Sea silk is an extremely rare fabric that is made from the long silky filaments, or byssus, secreted by a gland in the foot of pen shells (in particular Pinna nobilis). The byssus is used by the mussel to attach itself to the sea bed. It was previously produced in Sardinia and Taranto until the early 20th century and is still made at small scale by a few people in Sardinia.

The cloth produced from byssus is extremely light and warm. It is also often described as being very thin, although it is similar in thickness to other fibers such as silk. Byssus was said to be so fine that a pair of women's gloves made from the fabric could fit into half a walnut shell and a pair of stockings in a snuffbox. However, Helen Scales has put forward the idea that this actually refers to Limerick gloves made from fine kid leather sold inside walnut shells as a marketing stunt, and that over time the walnut packaging and beliefs about byssus cloth were conflated.

== Production ==
Pinna nobilis produces a beard of about 1,000 fibers to attach itself to the sea floor, which are all attached to a central stem. They can be up to 20 cm long.

The removed beard is processed in several steps. First, it is rinsed in the sea to remove debris. It is then washed in fresh water and manually cleaned. This may be followed by a third bath, again in fresh water. After drying, it is carded and then spun by hand. Beginning in the early 19th century, the beards were sometimes left intact after being cleaned and combed and then sewn together in a close, overlapping manner to produce an effect resembling fur.

The fibers vary in color and have a unique egg-shaped profile when viewed under a microscope. They are 10–50 microns in diameter, which is comparable to other natural fibers such as silk (11–15 microns), merino wool (18–25 microns) or mohair (20–40 microns). It is not very strong, especially when wet, compared to other fibers.

Bysus can be soaked in lemon juice for a few hours to produce a golden color. There are no known historical examples of dyed sea silk, probably because the natural color was highly valued. Modern experiments with dyeing sea silk have not shown dramatic color changes.

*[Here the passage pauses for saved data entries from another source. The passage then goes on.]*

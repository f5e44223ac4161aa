//! Command-line interface definitions for the monitor.
//!
//! This module contains the CLI argument parsing structures and enums
//! used by the `ipwatch` binary.

use core::{net::IpAddr, num::NonZeroUsize};
use std::env;

use clap::{Parser, ValueEnum};

use crate::config::{DEFAULT_BIND, DEFAULT_PORT};

/// Top-level command-line interface definition.
#[derive(Debug, Parser)]
#[command(name = env!("CARGO_PKG_NAME"))]
#[command(version = env!("CARGO_PKG_VERSION"))]
#[command(about = env!("CARGO_PKG_DESCRIPTION"))]
pub struct Cli {
    /// Hosts to watch: a single address (10.0.0.7), a last-octet range (10.0.0.5-20)
    /// or a CIDR block (192.168.1.0/24, network and broadcast addresses skipped).
    #[arg(required = true, value_name = "TARGET")]
    pub targets: Vec<String>,

    /// Serve a live web dashboard instead of drawing the table in the terminal.
    #[arg(long)]
    pub web: bool,

    /// Bind address for the web dashboard.
    #[arg(long, default_value_t = DEFAULT_BIND)]
    pub bind: IpAddr,

    /// Listen port for the web dashboard.
    #[arg(long, default_value_t = DEFAULT_PORT)]
    pub port: u16,

    /// Maximum number of hosts probed at the same time. Unlimited by default.
    #[arg(long, value_name = "N")]
    pub max_concurrency: Option<NonZeroUsize>,

    /// Format of the log output on stderr.
    #[arg(long, value_enum, default_value_t = LogFormat::Compact)]
    pub log_format: LogFormat,
}

/// Log output formats supported by the tracing subscriber.
#[derive(Debug, Clone, Copy, PartialEq, Eq, ValueEnum)]
pub enum LogFormat {
    Compact,
    Pretty,
    Json,
}
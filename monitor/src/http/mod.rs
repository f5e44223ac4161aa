//! HTTP presenter: serves the dashboard page and the status API.

pub mod api;
pub mod assets;
pub mod server;

pub use server::{AppState, create_app, serve};
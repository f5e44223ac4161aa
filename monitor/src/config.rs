//! Runtime configuration, assembled once from the command line.
//!
//! There is no config file: probe timing is a fixed policy, and everything
//! else comes from the CLI flags.

use alloc::sync::Arc;
use core::{
    net::{IpAddr, Ipv4Addr, SocketAddr},
    num::NonZeroUsize,
    time::Duration,
};

use eyre::WrapErr as _;
use ipwatch_common::expand_all;

use crate::cli::Cli;

/// Fixed probing and refresh cadence.
#[derive(Debug, Clone, Copy, PartialEq, Eq)]
pub struct ProbePolicy {
    /// Echo requests sent per probe.
    pub echo_count: u16,
    /// Upper bound on one probe, echo and reverse lookup together.
    pub timeout: Duration,
    /// Time between the starts of two sweeps (sweeps never overlap).
    pub sweep_interval: Duration,
    /// Time between two terminal redraws.
    pub redraw_interval: Duration,
}

impl Default for ProbePolicy {
    fn default() -> Self {
        Self {
            echo_count: 3,
            timeout: Duration::from_secs(2),
            sweep_interval: Duration::from_secs(5),
            redraw_interval: Duration::from_secs(5),
        }
    }
}

impl ProbePolicy {
    /// Delay between sending two consecutive echo requests of one probe.
    ///
    /// Every request keeps listening until the end of the probe budget, so a
    /// late reply to the first request still counts.
    #[must_use]
    pub fn echo_spacing(&self) -> Duration {
        self.timeout / u32::from(self.echo_count.max(1))
    }
}

/// How results are presented.
#[derive(Debug, Clone, Copy, PartialEq, Eq)]
pub enum Presenter {
    /// Redraw a table in the terminal.
    Terminal,
    /// Serve the dashboard and `/api/status` on this address.
    Web(SocketAddr),
}

/// Everything the monitor needs to run.
#[derive(Debug, Clone)]
pub struct MonitorConfig {
    /// Expanded targets in command-line order, without repeats.
    pub targets: Arc<[Ipv4Addr]>,
    pub presenter: Presenter,
    pub policy: ProbePolicy,
    /// Cap on probes in flight within one sweep, `None` for no cap.
    pub max_concurrency: Option<NonZeroUsize>,
}

impl MonitorConfig {
    /// Expands the target specifications and resolves the presenter.
    ///
    /// # Errors
    ///
    /// Returns an error naming the first target specification that does not parse.
    pub fn from_cli(cli: &Cli) -> eyre::Result<Self> {
        let targets = expand_all(&cli.targets).wrap_err("Error parsing targets")?;

        let presenter = if cli.web {
            Presenter::Web(SocketAddr::new(cli.bind, cli.port))
        } else {
            Presenter::Terminal
        };

        Ok(Self {
            targets: targets.into(),
            presenter,
            policy: ProbePolicy::default(),
            max_concurrency: cli.max_concurrency,
        })
    }

    /// Default log level when `RUST_LOG` is unset. Terminal mode stays quiet so
    /// log lines don't interleave with the table.
    #[must_use]
    pub const fn default_log_level(&self) -> &'static str {
        match self.presenter {
            Presenter::Terminal => "warn",
            Presenter::Web(_) => "info",
        }
    }
}

/// Listen address used when `--bind` is not given.
pub const DEFAULT_BIND: IpAddr = IpAddr::V4(Ipv4Addr::UNSPECIFIED);
/// Listen port used when `--port` is not given.
pub const DEFAULT_PORT: u16 = 8080;
//! Library entry for the `ipwatch` monitor.
//!
//! Exposes `inner_main` so the workspace-level binary can call into the monitor logic.
//!
//! Watches a fixed set of IPv4 addresses: every few seconds each one is probed
//! for reachability and hostname, and the results are shown either as a table
//! in the terminal or through a small web dashboard.
#![cfg_attr(
    test,
    expect(clippy::indexing_slicing, reason = "This is not problematic in tests",)
)]

extern crate alloc;
extern crate core;

pub mod cli;
pub mod config;
pub mod http;
pub mod probe;
mod run;
pub mod scan;
pub mod store;
pub mod terminal;

use std::{io, process, sync::Once};

use tracing::{Instrument as _, info};
use tracing_subscriber::{EnvFilter, fmt::time::ChronoLocal};

use cli::{Cli, LogFormat};
use config::MonitorConfig;

static INIT_TRACING: Once = Once::new();

/// Installs the global tracing subscriber, writing to stderr. Later calls are no-ops.
fn init_tracing(default_level: &'static str, log_format: LogFormat) {
    INIT_TRACING.call_once(move || {
        let builder = tracing_subscriber::fmt()
            .with_env_filter(
                EnvFilter::try_from_default_env().unwrap_or_else(|_| EnvFilter::new(default_level)),
            )
            .with_timer(ChronoLocal::rfc_3339())
            .with_writer(io::stderr);

        match log_format {
            LogFormat::Compact => builder.compact().init(),
            LogFormat::Json => builder.json().init(),
            LogFormat::Pretty => builder.pretty().init(),
        }
    });
}

/// The monitor's main function; can be called from a shim binary.
///
/// Expands the targets, then scans and presents until shutdown.
///
/// # Errors
///
/// Returns an error if a target specification does not parse (before any
/// scanning starts) or if the presenter fails.
pub async fn inner_main(invocation: Cli) -> eyre::Result<()> {
    let config = MonitorConfig::from_cli(&invocation)?;

    init_tracing(config.default_log_level(), invocation.log_format);

    let startup_span = tracing::info_span!(
        "ipwatch.startup",
        targets = config.targets.len(),
        pid = process::id(),
        version = env!("CARGO_PKG_VERSION")
    );

    async move {
        info!(presenter = ?config.presenter, "Starting monitor");
        run::start(config).await
    }
    .instrument(startup_span)
    .await
}
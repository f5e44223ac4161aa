//! Reachability and hostname probing for a single address.
//!
//! Probing is a capability behind the [`Probe`] trait; the scanner is generic
//! over it. [`IcmpProber`] is the real implementation: unprivileged ICMP echo
//! over a datagram socket, followed by a reverse DNS lookup when the host answered.
//!
//! One probe sends a few echo requests spread over its time budget. Each
//! request listens for its reply until the budget runs out, and the first
//! reply to any of them makes the host reachable.

use alloc::sync::Arc;
use core::{
    net::{IpAddr, Ipv4Addr},
    sync::atomic::{AtomicU16, Ordering},
    time::Duration,
};
use std::io;

use futures::stream::{FuturesUnordered, StreamExt as _};
use surge_ping::{Client, Config, PingIdentifier, PingSequence};
use tokio::{
    task,
    time::{Instant, sleep_until, timeout, timeout_at},
};
use tracing::{debug, warn};

use crate::config::ProbePolicy;

const PAYLOAD: [u8; 56] = [0; 56];

/// Result of probing one address.
#[derive(Debug, Clone, Default, PartialEq, Eq)]
pub struct ProbeOutcome {
    /// At least one echo reply arrived within the probe budget.
    pub reachable: bool,
    /// Reverse DNS name, only ever present when `reachable`.
    pub hostname: Option<String>,
}

impl ProbeOutcome {
    #[must_use]
    pub const fn unreachable() -> Self {
        Self {
            reachable: false,
            hostname: None,
        }
    }

    #[must_use]
    pub const fn reachable(hostname: Option<String>) -> Self {
        Self {
            reachable: true,
            hostname,
        }
    }
}

/// Something that can tell whether an address is up.
///
/// Implementations must not fail and must bound their own running time: every
/// problem (timeout, unreachable network, failed lookup) is reported as an
/// unreachable outcome or a missing hostname.
pub trait Probe: Send + Sync + 'static {
    fn probe(&self, address: Ipv4Addr) -> impl Future<Output = ProbeOutcome> + Send;
}

/// Sends a single echo request and waits up to `wait` for its reply.
pub trait Echo: Send + Sync + 'static {
    fn echo(&self, address: Ipv4Addr, seq: u16, wait: Duration)
    -> impl Future<Output = bool> + Send;
}

/// Reverse name lookup, giving up after `budget`.
pub trait Resolve: Send + Sync + 'static {
    fn reverse(
        &self,
        address: Ipv4Addr,
        budget: Duration,
    ) -> impl Future<Output = Option<String>> + Send;
}

/// ICMP echo over a shared `SOCK_DGRAM` socket, which Linux allows for groups
/// listed in `net.ipv4.ping_group_range` and macOS allows for everyone.
#[derive(Clone)]
pub struct IcmpEcho {
    client: Client,
    next_ident: Arc<AtomicU16>,
}

impl IcmpEcho {
    /// Opens the socket. Must be called from within a tokio runtime.
    ///
    /// # Errors
    ///
    /// Returns the socket error, e.g. when unprivileged ICMP is not permitted.
    pub fn open() -> io::Result<Self> {
        Ok(Self {
            client: Client::new(&Config::default())?,
            next_ident: Arc::new(AtomicU16::new(1)),
        })
    }
}

impl Echo for IcmpEcho {
    async fn echo(&self, address: Ipv4Addr, seq: u16, wait: Duration) -> bool {
        // Requests of one probe are in flight together, so each gets its own identifier.
        let ident = PingIdentifier(self.next_ident.fetch_add(1, Ordering::Relaxed));
        let mut pinger = self.client.pinger(IpAddr::V4(address), ident).await;
        pinger.timeout(wait);

        match pinger.ping(PingSequence(seq), &PAYLOAD).await {
            Ok((_, rtt)) => {
                debug!(%address, seq, ?rtt, "echo reply");
                true
            }
            Err(e) => {
                debug!(%address, seq, "no echo reply: {e}");
                false
            }
        }
    }
}

/// Reverse DNS through the system resolver, run on the blocking pool.
#[derive(Debug, Clone, Copy, Default)]
pub struct SystemResolver;

impl Resolve for SystemResolver {
    async fn reverse(&self, address: Ipv4Addr, budget: Duration) -> Option<String> {
        reverse_lookup(address, budget).await
    }
}

/// Echo followed by a reverse lookup, all within one [`ProbePolicy::timeout`].
#[derive(Clone)]
pub struct EchoProber<E, R> {
    /// `None` when no echo mechanism is available; every probe is then unreachable.
    echo: Option<E>,
    resolver: R,
    policy: ProbePolicy,
}

/// The prober the binary uses.
pub type IcmpProber = EchoProber<IcmpEcho, SystemResolver>;

impl IcmpProber {
    /// Opens the shared ICMP socket. Must be called from within a tokio runtime.
    ///
    /// Failing to open the socket is not fatal; it is logged and all hosts will show as down.
    #[must_use]
    pub fn new(policy: ProbePolicy) -> Self {
        let echo = match IcmpEcho::open() {
            Ok(echo) => Some(echo),
            Err(e) => {
                warn!(
                    "Unable to open an unprivileged ICMP socket ({e}); every host will be reported as down. \
                     On Linux, check that your group is within net.ipv4.ping_group_range."
                );
                None
            }
        };
        Self::with_parts(echo, SystemResolver, policy)
    }
}

impl<E: Echo, R: Resolve> EchoProber<E, R> {
    #[must_use]
    pub const fn with_parts(echo: Option<E>, resolver: R, policy: ProbePolicy) -> Self {
        Self {
            echo,
            resolver,
            policy,
        }
    }

    /// Sends `echo_count` requests, `echo_spacing` apart, each listening until `deadline`.
    ///
    /// Returns on the first reply; requests not yet sent by then are never sent.
    async fn any_reply(&self, echo: &E, address: Ipv4Addr, deadline: Instant) -> bool {
        let start = Instant::now();
        let spacing = self.policy.echo_spacing();

        let mut requests: FuturesUnordered<_> = (0..self.policy.echo_count)
            .map(|seq| (seq, start + spacing * u32::from(seq)))
            .filter(|&(_, send_at)| send_at < deadline)
            .map(move |(seq, send_at)| async move {
                sleep_until(send_at).await;
                echo.echo(address, seq, deadline.saturating_duration_since(Instant::now()))
                    .await
            })
            .collect();

        while let Some(replied) = requests.next().await {
            if replied {
                return true;
            }
        }
        false
    }
}

impl<E: Echo, R: Resolve> Probe for EchoProber<E, R> {
    async fn probe(&self, address: Ipv4Addr) -> ProbeOutcome {
        let Some(ref echo) = self.echo else {
            return ProbeOutcome::unreachable();
        };

        let deadline = Instant::now() + self.policy.timeout;
        let reachable = timeout_at(deadline, self.any_reply(echo, address, deadline))
            .await
            .unwrap_or(false);
        if !reachable {
            return ProbeOutcome::unreachable();
        }

        let remaining = deadline.saturating_duration_since(Instant::now());
        let hostname = timeout_at(deadline, self.resolver.reverse(address, remaining))
            .await
            .ok()
            .flatten();
        ProbeOutcome::reachable(hostname)
    }
}

/// Reverse DNS for `address`, giving up after `budget`.
async fn reverse_lookup(address: Ipv4Addr, budget: Duration) -> Option<String> {
    let lookup = task::spawn_blocking(move || dns_lookup::lookup_addr(&IpAddr::V4(address)));
    match timeout(budget, lookup).await {
        Ok(Ok(Ok(name))) => clean_hostname(&name, address),
        Ok(Ok(Err(e))) => {
            debug!(%address, "reverse lookup failed: {e}");
            None
        }
        Ok(Err(e)) => {
            warn!(%address, "reverse lookup task failed: {e}");
            None
        }
        Err(_) => {
            debug!(%address, ?budget, "reverse lookup timed out");
            None
        }
    }
}

/// Strips the root label separator and drops answers that are just the address echoed back.
fn clean_hostname(name: &str, address: Ipv4Addr) -> Option<String> {
    let name = name.strip_suffix('.').unwrap_or(name);
    (!name.is_empty() && name != address.to_string()).then(|| name.to_owned())
}
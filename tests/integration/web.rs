//! Web mode against a real listener.

use reqwest::{Client, StatusCode, redirect::Policy};
use serde_json::Value;

use crate::common::{get_free_port, spawn_web, wait_for_listening};

#[tokio::test]
async fn test_status_lists_every_target() {
    let port = get_free_port();
    let _guard = spawn_web(port, &["127.0.0.1", "10.0.0.5-6"]);
    wait_for_listening(port, 10).await;

    let resp = Client::new()
        .get(format!("http://127.0.0.1:{port}/api/status"))
        .send()
        .await
        .expect("failed to query status");
    assert_eq!(resp.status(), StatusCode::OK);

    let json: Value = resp.json().await.expect("status is not JSON");
    let hosts = json.as_object().expect("status is not an object");
    assert_eq!(hosts.len(), 3);
    for ip in ["127.0.0.1", "10.0.0.5", "10.0.0.6"] {
        let record = hosts
            .get(ip)
            .unwrap_or_else(|| panic!("missing {ip} in {json}"));
        assert_eq!(record["IP"], ip);
        assert!(record["Hostname"].is_string());
        assert!(record["Reachable"].is_boolean());
        assert!(record["LastSeen"].is_string());
    }
}

#[tokio::test]
async fn test_dashboard_and_fallback() {
    let port = get_free_port();
    let _guard = spawn_web(port, &["10.0.0.1"]);
    wait_for_listening(port, 10).await;

    let client = Client::builder()
        .redirect(Policy::none())
        .build()
        .unwrap();

    let resp = client
        .get(format!("http://127.0.0.1:{port}/"))
        .send()
        .await
        .expect("failed to load dashboard");
    assert_eq!(resp.status(), StatusCode::OK);
    let body = resp.text().await.unwrap();
    assert!(body.contains("/api/status"));

    let resp = client
        .get(format!("http://127.0.0.1:{port}/nowhere"))
        .send()
        .await
        .expect("failed to query unknown path");
    assert!(resp.status().is_redirection(), "got {}", resp.status());
    assert_eq!(resp.headers()["location"], "/");
}
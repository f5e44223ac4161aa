//! Router assembly and server startup for the dashboard.

use core::{net::SocketAddr, time::Duration};

use axum::{
    Router,
    body::Body,
    http::{HeaderName, HeaderValue, Request, StatusCode},
    middleware::{self as ax_middleware, Next},
    response::{Redirect, Response},
    routing::get,
};
use eyre::WrapErr as _;
use tokio::net::TcpListener;
use tower::ServiceBuilder;
use tower_http::{timeout::TimeoutLayer, trace::TraceLayer};
use tracing::{info, warn};

use crate::{
    http::{api, assets},
    run::shutdown_signal,
    store::StatusStore,
};

/// State shared by the request handlers. Handlers only ever read from it.
#[derive(Clone)]
pub struct AppState {
    pub store: StatusStore,
}

/// Sets conservative headers on all responses.
async fn secure_headers_middleware(req: Request<Body>, next: Next) -> Response {
    let mut response = next.run(req).await;
    let headers = response.headers_mut();
    headers.insert(
        HeaderName::from_static("x-content-type-options"),
        HeaderValue::from_static("nosniff"),
    );
    headers.insert(
        HeaderName::from_static("cross-origin-opener-policy"),
        HeaderValue::from_static("same-origin"),
    );
    response
}

/// Builds the router: `/` for the dashboard, `/api/status` for the data, everything else redirects to `/`.
pub fn create_app(app_state: AppState) -> Router {
    let middleware_stack = ServiceBuilder::new()
        .layer(TraceLayer::new_for_http())
        .layer(TimeoutLayer::with_status_code(
            StatusCode::REQUEST_TIMEOUT,
            Duration::from_secs(30),
        ))
        .layer(ax_middleware::from_fn(secure_headers_middleware));

    Router::new()
        .route("/", get(assets::serve_ui))
        .nest("/api", api::routes())
        .with_state(app_state)
        .fallback(|req: Request<Body>| async move {
            warn!(method = %req.method(), uri = %req.uri(), "Unhandled request");
            Redirect::permanent("/")
        })
        .layer(middleware_stack)
}

/// Serves the dashboard on `addr` until a shutdown signal arrives.
///
/// # Errors
///
/// Returns an error if the listener cannot be bound or the server fails.
pub async fn serve(addr: SocketAddr, store: StatusStore) -> eyre::Result<()> {
    let app = create_app(AppState { store });

    let listener = TcpListener::bind(addr)
        .await
        .wrap_err_with(|| format!("failed to bind {addr}"))?;
    info!("Server running at http://{}", listener.local_addr()?);

    axum::serve(listener, app)
        .with_graceful_shutdown(shutdown_signal())
        .await
        .wrap_err("HTTP server failed")
}
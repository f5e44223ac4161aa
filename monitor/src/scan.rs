//! Periodic sweeps over the fixed target list.
//!
//! A sweep probes every target concurrently and applies each result to the
//! [`StatusStore`] as soon as it arrives. Sweeps never overlap: the next one
//! starts one interval after the previous one started, or right away when the
//! previous one ran longer than that.

use alloc::sync::Arc;
use core::{net::Ipv4Addr, num::NonZeroUsize, time::Duration};

use eyre::WrapErr as _;
use futures::future;
use tokio::{
    sync::{Semaphore, watch},
    task::JoinHandle,
    time::{Instant, MissedTickBehavior, interval},
};
use tracing::{Instrument as _, debug, info};

use crate::{
    config::ProbePolicy,
    probe::Probe,
    store::{StatusChange, StatusStore},
};

/// Counters for one finished sweep.
#[derive(Debug, Clone, Copy, PartialEq, Eq)]
pub struct SweepSummary {
    pub probed: usize,
    pub reachable: usize,
    pub elapsed: Duration,
}

/// Drives probing of the target list into the status store.
pub struct Scanner<P> {
    targets: Arc<[Ipv4Addr]>,
    prober: P,
    store: StatusStore,
    policy: ProbePolicy,
    max_concurrency: Option<NonZeroUsize>,
}

impl<P: Probe> Scanner<P> {
    /// `store` must hold a record for every target.
    pub fn new(
        targets: Arc<[Ipv4Addr]>,
        prober: P,
        store: StatusStore,
        policy: ProbePolicy,
    ) -> Self {
        Self {
            targets,
            prober,
            store,
            policy,
            max_concurrency: None,
        }
    }

    /// Limits how many probes of one sweep may be in flight at once.
    #[must_use]
    pub const fn with_max_concurrency(mut self, limit: Option<NonZeroUsize>) -> Self {
        self.max_concurrency = limit;
        self
    }

    /// Runs one sweep over all targets and waits for every probe to finish.
    pub async fn sweep(&self) -> SweepSummary {
        let started = Instant::now();
        let limiter = self.max_concurrency.map(|limit| Semaphore::new(limit.get()));

        let probes = self.targets.iter().map(|&address| {
            let limiter = limiter.as_ref();
            async move {
                let _permit = match limiter {
                    Some(limiter) => limiter.acquire().await.ok(),
                    None => None,
                };
                let outcome = self.prober.probe(address).await;
                let reachable = outcome.reachable;
                debug!(%address, reachable, hostname = ?outcome.hostname, "probed");

                match self.store.apply_probe_result(address, outcome) {
                    StatusChange::CameUp => info!(%address, "host is up"),
                    StatusChange::WentDown => info!(%address, "host went down"),
                    StatusChange::Unchanged => {}
                }
                reachable
            }
        });

        let results = future::join_all(probes).await;
        SweepSummary {
            probed: results.len(),
            reachable: results.into_iter().filter(|&up| up).count(),
            elapsed: started.elapsed(),
        }
    }

    /// Starts sweeping on the policy's interval in a background task.
    ///
    /// The first sweep starts immediately.
    pub fn spawn(self) -> ScanHandle {
        let (stop_tx, mut stop_rx) = watch::channel(false);
        let task = tokio::spawn(
            async move {
                let mut ticker = interval(self.policy.sweep_interval);
                ticker.set_missed_tick_behavior(MissedTickBehavior::Delay);
                loop {
                    tokio::select! {
                        biased;
                        _ = stop_rx.changed() => break,
                        _ = ticker.tick() => {}
                    }
                    let summary = self.sweep().await;
                    debug!(
                        probed = summary.probed,
                        reachable = summary.reachable,
                        elapsed = ?summary.elapsed,
                        "sweep finished"
                    );
                    if summary.elapsed > self.policy.sweep_interval {
                        info!(
                            elapsed = ?summary.elapsed,
                            interval = ?self.policy.sweep_interval,
                            "sweep took longer than the interval, starting the next one right away"
                        );
                    }
                }
                debug!("scanner stopped");
            }
            .in_current_span(),
        );
        ScanHandle { stop_tx, task }
    }
}

/// Handle to a running scanner.
///
/// Dropping it stops the scanner once the sweep in progress has finished.
pub struct ScanHandle {
    stop_tx: watch::Sender<bool>,
    task: JoinHandle<()>,
}

impl ScanHandle {
    /// Asks the scanner to stop and waits until it did. A sweep in progress is completed first.
    ///
    /// # Errors
    ///
    /// Returns an error if the scanner task panicked.
    pub async fn stop(self) -> eyre::Result<()> {
        self.stop_tx.send_replace(true);
        self.task.await.wrap_err("scanner task failed")
    }

    #[must_use]
    pub fn is_finished(&self) -> bool {
        self.task.is_finished()
    }
}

While a few extant woven objects are known, most were knit, and many are gloves. A knitted pair of gloves probably took the byssus from around 150 shells to produce. There are historical reports of sea silk being mixed with silk, probably for economic reasons, and also with wool, though very few objects with mixed fibers are now known to exist. Sea silk fibers may also be used for embroidery.

==History==
Tracing the history of sea silk is difficult in part because the word byssus originally referred to fine fabric made of linen or perhaps cotton, and in the Middle Ages, also to that made of silk. The first written mentions of sea silk date to the 2nd century AD, and the oldest piece of sea silk that has been found dated to the 4th century AD; a fragment was discovered in a grave in Budapest in the remains of Aquincum. However, the fragment was lost during World War II. The oldest surviving sea silk object is a knit hat from the 14th century, which was found in a waste pit near Paris.

===Egypt===
The Greek text of the (196 BC) Rosetta Stone records that Ptolemy V reduced taxes on priests, including one paid in byssus cloth. This is thought to be fine linen cloth, not sea silk. In Ancient Egyptian burial customs, byssus was used to wrap mummies; this was also linen and not sea silk.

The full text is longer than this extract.